Scripture does not explain the significance of the decreasing bulls or why they total seventy. The number is there in the text. What it means, the text does not say. The eighth day's single bull stands in contrast to the seventy, but again - the text records the prescription without stating a reason.
The prophets speak of water and salvation in ways that resonate with what Jesus declared during the feast. Whether Jesus was responding to specific ceremonies, to the prophetic texts themselves, or to the broader themes of the festival, the Gospel accounts do not specify. What we can trace is the prophetic backdrop:
"With joy you will draw water from the wells of salvation."
Isaiah places water and salvation together, connected to joy. This is a prophetic promise - a day when God's people will draw from wells that never run dry, and the drawing itself will be joyful.
"Come, everyone who thirsts, come to the waters; and he who has no money, come, buy and eat! Come, buy wine and milk without money and without price."
God invites the thirsty to come. The language anticipates what Jesus will say at the Feast of Booths: "If anyone thirsts, let him come to Me and drink" (John 7:37). The verbal overlap is clear - thirst, coming, water, invitation.
"On that day living waters shall flow out from Jerusalem, half of them to the eastern sea and half of them to the western sea. It shall continue in summer as in winter."

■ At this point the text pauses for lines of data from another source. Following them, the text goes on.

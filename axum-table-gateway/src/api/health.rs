//! Connectivity check

use axum::{
    extract::State,
    http::StatusCode,
    response::{IntoResponse, Json, Response},
};

use super::{error_envelope, GatewayState};
use crate::gateway::TableGateway;
use crate::schema::HealthResponse;

/// Handler for GET {base}/health
///
/// `200 {"status":"ok"}` when the store answers, `503` with the error
/// envelope otherwise.
pub async fn health_handler<G: TableGateway>(State(state): State<GatewayState<G>>) -> Response {
    match state.gateway.ping().await {
        Ok(()) => Json(HealthResponse {
            status: "ok".to_string(),
        })
        .into_response(),
        Err(error) => {
            tracing::error!(%error, "health check failed");
            error_envelope(StatusCode::SERVICE_UNAVAILABLE, &error)
        }
    }
}
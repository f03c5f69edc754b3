//! HTTP endpoints
//!
//! One endpoint carries all four operations, selected by method. A sibling
//! `/health` route reports store connectivity.

use axum::{
    http::StatusCode,
    response::{IntoResponse, Json, Response},
    routing::get,
    Router,
};
use std::sync::Arc;

use crate::database::traits::DatabaseError;
use crate::gateway::TableGateway;
use crate::Error;

pub mod health;
pub mod records;

pub use health::health_handler;
pub use records::{
    delete_handler, insert_handler, method_not_allowed, select_handler, update_handler,
};

/// Shared handler state
pub struct GatewayState<G> {
    pub gateway: Arc<G>,

    /// Table used when a request names none
    pub default_table: Arc<str>,
}

// Derived Clone would require `G: Clone`
impl<G> Clone for GatewayState<G> {
    fn clone(&self) -> Self {
        Self {
            gateway: self.gateway.clone(),
            default_table: self.default_table.clone(),
        }
    }
}

/// Create the API router with all endpoints
///
/// # Arguments
///
/// * `base_path` - Path of the CRUD endpoint (e.g. "/api/db")
/// * `state` - Gateway and default table shared by every handler
pub fn create_api_router<G: TableGateway>(base_path: &str, state: GatewayState<G>) -> Router {
    let base_path = base_path.trim_end_matches('/');
    let endpoint = if base_path.is_empty() { "/" } else { base_path };

    Router::new()
        .route(
            endpoint,
            get(select_handler::<G>)
                .post(insert_handler::<G>)
                .patch(update_handler::<G>)
                .delete(delete_handler::<G>)
                .fallback(method_not_allowed),
        )
        .route(&format!("{base_path}/health"), get(health_handler::<G>))
        .with_state(state)
}

impl Error {
    /// HTTP status this error is reported with
    pub fn status_code(&self) -> StatusCode {
        match self {
            Error::InvalidIdentifier(_)
            | Error::NoValidColumns
            | Error::MissingData(_)
            | Error::MissingFilter(_)
            | Error::InvalidLimit(_)
            | Error::InvalidBody(_) => StatusCode::BAD_REQUEST,
            Error::MethodNotAllowed => StatusCode::METHOD_NOT_ALLOWED,
            Error::Database(DatabaseError::Remote { .. } | DatabaseError::Transport(_)) => {
                StatusCode::BAD_GATEWAY
            }
            Error::Database(_) => StatusCode::INTERNAL_SERVER_ERROR,
        }
    }
}

/// `{"error": msg, "message": msg}` with the given status
pub(crate) fn error_envelope(status: StatusCode, error: &Error) -> Response {
    let message = error.to_string();
    (
        status,
        Json(serde_json::json!({
            "error": message,
            "message": message,
        })),
    )
        .into_response()
}

impl IntoResponse for Error {
    fn into_response(self) -> Response {
        let status = self.status_code();

        if status.is_server_error() {
            tracing::error!(error = %self, "store operation failed");
        } else {
            tracing::warn!(error = %self, "request rejected");
        }

        error_envelope(status, &self)
    }
}
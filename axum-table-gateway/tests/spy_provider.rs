//! Statement dispatch tests with a recording provider in place of a database.

use std::sync::{Arc, Mutex};

use async_trait::async_trait;
use axum::{
    body::Body,
    http::{Request, StatusCode},
    Router,
};
use axum_table_gateway::{
    ColumnValues, DatabaseError, DatabaseProvider, Error, MutationResult, ScalarValue,
    SqlGateway, Statement, TableGateway, TableGatewayLayer,
};
use serde_json::{json, Value};
use tower::ServiceExt;

/// Records every statement it is asked to run
#[derive(Clone, Default)]
struct SpyProvider {
    calls: Arc<Mutex<Vec<Statement>>>,
}

impl SpyProvider {
    fn calls(&self) -> Vec<Statement> {
        self.calls.lock().unwrap().clone()
    }

    fn record(&self, statement: &Statement) {
        self.calls.lock().unwrap().push(statement.clone());
    }
}

#[async_trait]
impl DatabaseProvider for SpyProvider {
    async fn fetch_rows(&self, statement: &Statement) -> Result<Vec<Value>, DatabaseError> {
        self.record(statement);
        Ok(vec![json!({"id": 1, "name": "Alice"})])
    }

    async fn execute_returning(&self, statement: &Statement) -> Result<MutationResult, DatabaseError> {
        self.record(statement);
        Ok(MutationResult {
            rows: vec![json!({"id": 1, "name": "Alice", "age": 30})],
            rows_affected: 1,
        })
    }

    async fn ping(&self) -> Result<(), DatabaseError> {
        Ok(())
    }
}

fn create_test_app() -> (Router, SpyProvider) {
    let spy = SpyProvider::default();
    let app = TableGatewayLayer::new("/api/db", SqlGateway::new(spy.clone())).into_router();
    (app, spy)
}

async fn send(app: &Router, method: &str, uri: &str, body: Value) -> (StatusCode, Value) {
    let request = Request::builder()
        .method(method)
        .uri(uri)
        .header("content-type", "application/json")
        .body(Body::from(body.to_string()))
        .unwrap();

    let response = app.clone().oneshot(request).await.unwrap();
    let status = response.status();
    let body = axum::body::to_bytes(response.into_body(), usize::MAX)
        .await
        .unwrap();
    (status, serde_json::from_slice(&body).unwrap_or(json!({})))
}

#[tokio::test]
async fn test_invalid_table_never_reaches_the_store() {
    let (app, spy) = create_test_app();

    let requests = [
        ("GET", "/api/db?table=users%3B%20--", json!({})),
        ("POST", "/api/db", json!({"table": "users; --", "data": {"name": "x"}})),
        (
            "PATCH",
            "/api/db",
            json!({"table": "users; --", "data": {"name": "x"}, "filters": {"id": 1}}),
        ),
        ("DELETE", "/api/db", json!({"table": "users; --", "filters": {"id": 1}})),
        ("DELETE", "/api/db", json!({"table": "", "filters": {"id": 1}})),
    ];

    for (method, uri, body) in requests {
        let (status, json) = send(&app, method, uri, body).await;
        assert_eq!(status, StatusCode::BAD_REQUEST, "{method} {uri}");
        assert!(json["error"].as_str().unwrap().starts_with("Invalid table name"));
    }

    assert!(spy.calls().is_empty());
}

#[tokio::test]
async fn test_missing_filters_never_reach_the_store() {
    let (app, spy) = create_test_app();

    let requests = [
        ("PATCH", json!({"table": "patients", "data": {"name": "x"}})),
        ("PATCH", json!({"table": "patients", "data": {"name": "x"}, "filters": {}})),
        ("PATCH", json!({"table": "patients", "data": {}, "filters": {}})),
        ("DELETE", json!({"table": "patients", "filters": {}})),
        ("DELETE", json!({"table": "patients", "filters": {"not valid": 1}})),
    ];

    for (method, body) in requests {
        let (status, json) = send(&app, method, "/api/db", body).await;
        assert_eq!(status, StatusCode::BAD_REQUEST);
        assert!(json["error"].as_str().unwrap().contains("requires at least one filter"));
    }

    assert!(spy.calls().is_empty());
}

#[tokio::test]
async fn test_insert_statement_binds_values() {
    let (app, spy) = create_test_app();

    let (status, json) = send(
        &app,
        "POST",
        "/api/db",
        json!({"table": "patients", "data": {"name": "Alice", "age": 30}}),
    )
    .await;

    assert_eq!(status, StatusCode::OK);
    assert_eq!(json, json!({"id": 1, "name": "Alice", "age": 30}));

    let calls = spy.calls();
    assert_eq!(calls.len(), 1);
    assert_eq!(
        calls[0].sql(),
        r#"INSERT INTO "patients" ("name", "age") VALUES ($1, $2) RETURNING *"#
    );
    assert_eq!(
        calls[0].arguments(),
        &[ScalarValue::from("Alice"), ScalarValue::Int(30)]
    );
}

#[tokio::test]
async fn test_select_statement_from_query_string() {
    let (app, spy) = create_test_app();

    let (status, json) = send(
        &app,
        "GET",
        "/api/db?table=patients&status=active&limit=5",
        json!({}),
    )
    .await;

    assert_eq!(status, StatusCode::OK);
    assert_eq!(json, json!([{"id": 1, "name": "Alice"}]));

    let calls = spy.calls();
    assert_eq!(
        calls[0].sql(),
        r#"SELECT * FROM "patients" WHERE "status" = $1 LIMIT 5"#
    );
    assert_eq!(calls[0].arguments(), &[ScalarValue::from("active")]);
}

#[tokio::test]
async fn test_hostile_values_are_only_bound() {
    let (app, spy) = create_test_app();
    let hostile = "x'; DROP TABLE patients; --";

    let (status, _) = send(
        &app,
        "DELETE",
        "/api/db",
        json!({"table": "patients", "filters": {"name": hostile}}),
    )
    .await;
    assert_eq!(status, StatusCode::OK);

    let calls = spy.calls();
    assert_eq!(calls[0].sql(), r#"DELETE FROM "patients" WHERE "name" = $1 RETURNING *"#);
    assert!(!calls[0].sql().contains("DROP"));
    assert_eq!(calls[0].arguments(), &[ScalarValue::from(hostile)]);
}

#[tokio::test]
async fn test_gateway_rejects_before_dispatch() {
    let spy = SpyProvider::default();
    let gateway = SqlGateway::new(spy.clone());

    let data: ColumnValues = [("status", "discharged")].into_iter().collect();

    let error = gateway
        .update("patients", &data, &ColumnValues::new())
        .await
        .unwrap_err();
    assert!(matches!(error, Error::MissingFilter(_)));

    let error = gateway
        .select("patients WHERE 1=1", &ColumnValues::new(), None)
        .await
        .unwrap_err();
    assert!(matches!(error, Error::InvalidIdentifier(ref table) if table == "patients WHERE 1=1"));

    assert!(spy.calls().is_empty());

    let filters: ColumnValues = [("id", 1)].into_iter().collect();
    let result = gateway.update("patients", &data, &filters).await.unwrap();
    assert_eq!(result.rows_affected, 1);
    assert_eq!(
        spy.calls()[0].sql(),
        r#"UPDATE "patients" SET "status" = $1 WHERE "id" = $2 RETURNING *"#
    );
}
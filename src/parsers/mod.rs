//! Format parsers — one per documentation convention.
//!
//! Documentation conventions across independent BOF repositories are
//! inconsistent and untyped, so instead of one universal parser the indexer
//! runs a fixed battery of narrow detectors sharing the [`BofFormat`] trait:
//! - **Primary set** (all applied, results unioned): [`ReadmeTableParser`],
//!   [`AggressorParser`], [`HavocParser`], [`Stage1Parser`]
//! - **Fallback tier** (tried in order only when the primary set found
//!   nothing, first non-empty result wins): [`ReadmeBulletParser`],
//!   [`DirWalkParser`]

use std::path::{Path, PathBuf};
use walkdir::WalkDir;

pub mod aggressor;
pub mod dir_walk;
pub mod havoc;
pub mod readme_bullet;
pub mod readme_table;
pub mod stage1;

pub use aggressor::AggressorParser;
pub use dir_walk::DirWalkParser;
pub use havoc::HavocParser;
pub use readme_bullet::ReadmeBulletParser;
pub use readme_table::ReadmeTableParser;
pub use stage1::Stage1Parser;

use crate::model::BofEntry;

/// One documentation convention the indexer understands.
///
/// Implementations must be `Send + Sync` and stateless with respect to each
/// other; the pipeline composes them without knowing their internals.
///
/// A malformed or unreadable file inside a repository is logged and yields
/// zero entries from that file — it never aborts the repository or the run,
/// which is why [`parse`](BofFormat::parse) returns a plain `Vec` rather
/// than a `Result`.
pub trait BofFormat: Send + Sync {
    /// Unique tag for this convention, recorded on every entry it produces.
    fn name(&self) -> &'static str;

    /// Side-effect-free detection: can this parser extract anything from the
    /// repository at `repo_path`?
    fn can_parse(&self, repo_path: &Path) -> bool;

    /// Extracts all entries this convention yields for the repository.
    fn parse(&self, repo_path: &Path, repo_url: &str) -> Vec<BofEntry>;
}

/// The primary parser set, in priority order. All variants whose
/// `can_parse` holds are applied and their results unioned.
pub fn primary_set() -> Vec<Box<dyn BofFormat>> {
    vec![
        Box::new(ReadmeTableParser),
        Box::new(AggressorParser),
        Box::new(HavocParser),
        Box::new(Stage1Parser),
    ]
}

/// The fallback tier, in strict priority order. Consulted only when the
/// primary set produced zero entries for a repository.
pub fn fallback_tier() -> Vec<Box<dyn BofFormat>> {
    vec![Box::new(ReadmeBulletParser), Box::new(DirWalkParser)]
}

/// Every parser variant, primary set first. Used by the detection census.
pub fn all_formats() -> Vec<Box<dyn BofFormat>> {
    let mut formats = primary_set();
    formats.extend(fallback_tier());
    formats
}

// ============================================================================
// Shared file helpers
// ============================================================================

/// Reads a file as text, replacing invalid UTF-8 instead of failing.
/// Third-party readmes are frequently not clean UTF-8.
pub(crate) fn read_lossy(path: &Path) -> std::io::Result<String> {
    let raw = std::fs::read(path)?;
    Ok(String::from_utf8_lossy(&raw).into_owned())
}

/// Finds the top-level readme, if any. Only the first matching spelling is
/// used so a repository with both `README.md` and `readme.md` is not parsed
/// twice.
pub(crate) fn find_readme(repo_path: &Path) -> Option<PathBuf> {
    for candidate in ["README.md", "readme.md", "Readme.md", "README.MD"] {
        let path = repo_path.join(candidate);
        if path.exists() {
            return Some(path);
        }
    }
    None
}

/// All regular files under `root`, excluding version-control metadata.
/// Sorted by file name so extraction order is deterministic.
pub(crate) fn source_files(root: &Path) -> Vec<PathBuf> {
    WalkDir::new(root)
        .sort_by_file_name()
        .into_iter()
        .filter_entry(|e| e.file_name() != ".git")
        .filter_map(|e| e.ok())
        .filter(|e| e.file_type().is_file())
        .map(|e| e.into_path())
        .collect()
}

/// Basename of a path as a `String`, empty when the path has none.
pub(crate) fn basename(path: &Path) -> String {
    path.file_name()
        .and_then(|n| n.to_str())
        .unwrap_or_default()
        .to_string()
}

#[cfg(test)]
mod tests {
    use super::*;

    #[test]
    fn registry_orders_primary_before_fallback() {
        let names: Vec<&str> = all_formats().iter().map(|f| f.name()).collect();
        assert_eq!(
            names,
            vec![
                "readme_table",
                "cna",
                "havoc_py",
                "stage1_py",
                "readme_bullet",
                "directory_structure",
            ]
        );
    }

    #[test]
    fn source_files_skips_git_metadata() {
        let dir = tempfile::tempdir().unwrap();
        std::fs::create_dir_all(dir.path().join(".git")).unwrap();
        std::fs::write(dir.path().join(".git/config"), "x").unwrap();
        std::fs::write(dir.path().join("a.c"), "int main;").unwrap();

        let files = source_files(dir.path());
        assert_eq!(files.len(), 1);
        assert_eq!(basename(&files[0]), "a.c");
    }

    #[test]
    fn find_readme_prefers_first_spelling() {
        let dir = tempfile::tempdir().unwrap();
        std::fs::write(dir.path().join("README.md"), "a").unwrap();
        std::fs::write(dir.path().join("Readme.md"), "b").unwrap();

        let readme = find_readme(dir.path()).unwrap();
        assert_eq!(basename(&readme), "README.md");
    }
}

This is in the same chapter that requires all nations to keep the Feast of Booths (Zechariah 14:16). Living waters flowing from Jerusalem - in the prophetic future, at the feast of all nations.
The prophets also speak of light in ways that resonate with what Jesus declared at this feast. As with the water passages, the Gospel accounts do not specify the precise connection, but the prophetic backdrop is clear:
"The people who walked in darkness have seen a great light; those who dwelt in a land of deep darkness, on them has light shone."
"I will make you as a light for the nations, that My salvation may reach to the end of the earth."
God's servant will be a light for the nations. Jesus says: "I am the light of the world" (John 8:12). The prophetic language and Jesus's declaration use the same imagery - light, nations, the world.
Psalm 118:25-26 is part of the Hallel (Psalms 113-118), and its language is striking: "Save us, we pray, O LORD! O LORD, we pray, give us success! Blessed is He who comes in the name of the LORD!" The Hebrew hoshia na - "save us, we pray" - is the word that becomes "Hosanna."
Matthew 21:9 records the crowds at the Triumphal Entry shouting these exact words: "Hosanna to the Son of David! Blessed is He who comes in the name of the Lord! Hosanna in the highest!" They also carried palm branches (John 12:13). The Triumphal Entry occurred at Passover season (John 12:1), not during Sukkot. But the shared language is unmistakable - the same psalm, the same cry, the same branches. Whether the crowd was consciously echoing Sukkot practice or simply using the language of the Hallel, the text records the same words applied to Jesus.
Note on method: detailed descriptions of first-century Temple ceremonies during Sukkot - the water libation from the Pool of Siloam, the four great menorahs in the Court of Women, the specific practices of lulav waving - come from later Jewish sources (the Mishnah, compiled around 200 AD), not from Scripture. This teaching limits itself to what the Bible records. The prophetic water and light passages, the Hallel psalms, and the feast commands themselves provide the scriptural backdrop against which Jesus spoke.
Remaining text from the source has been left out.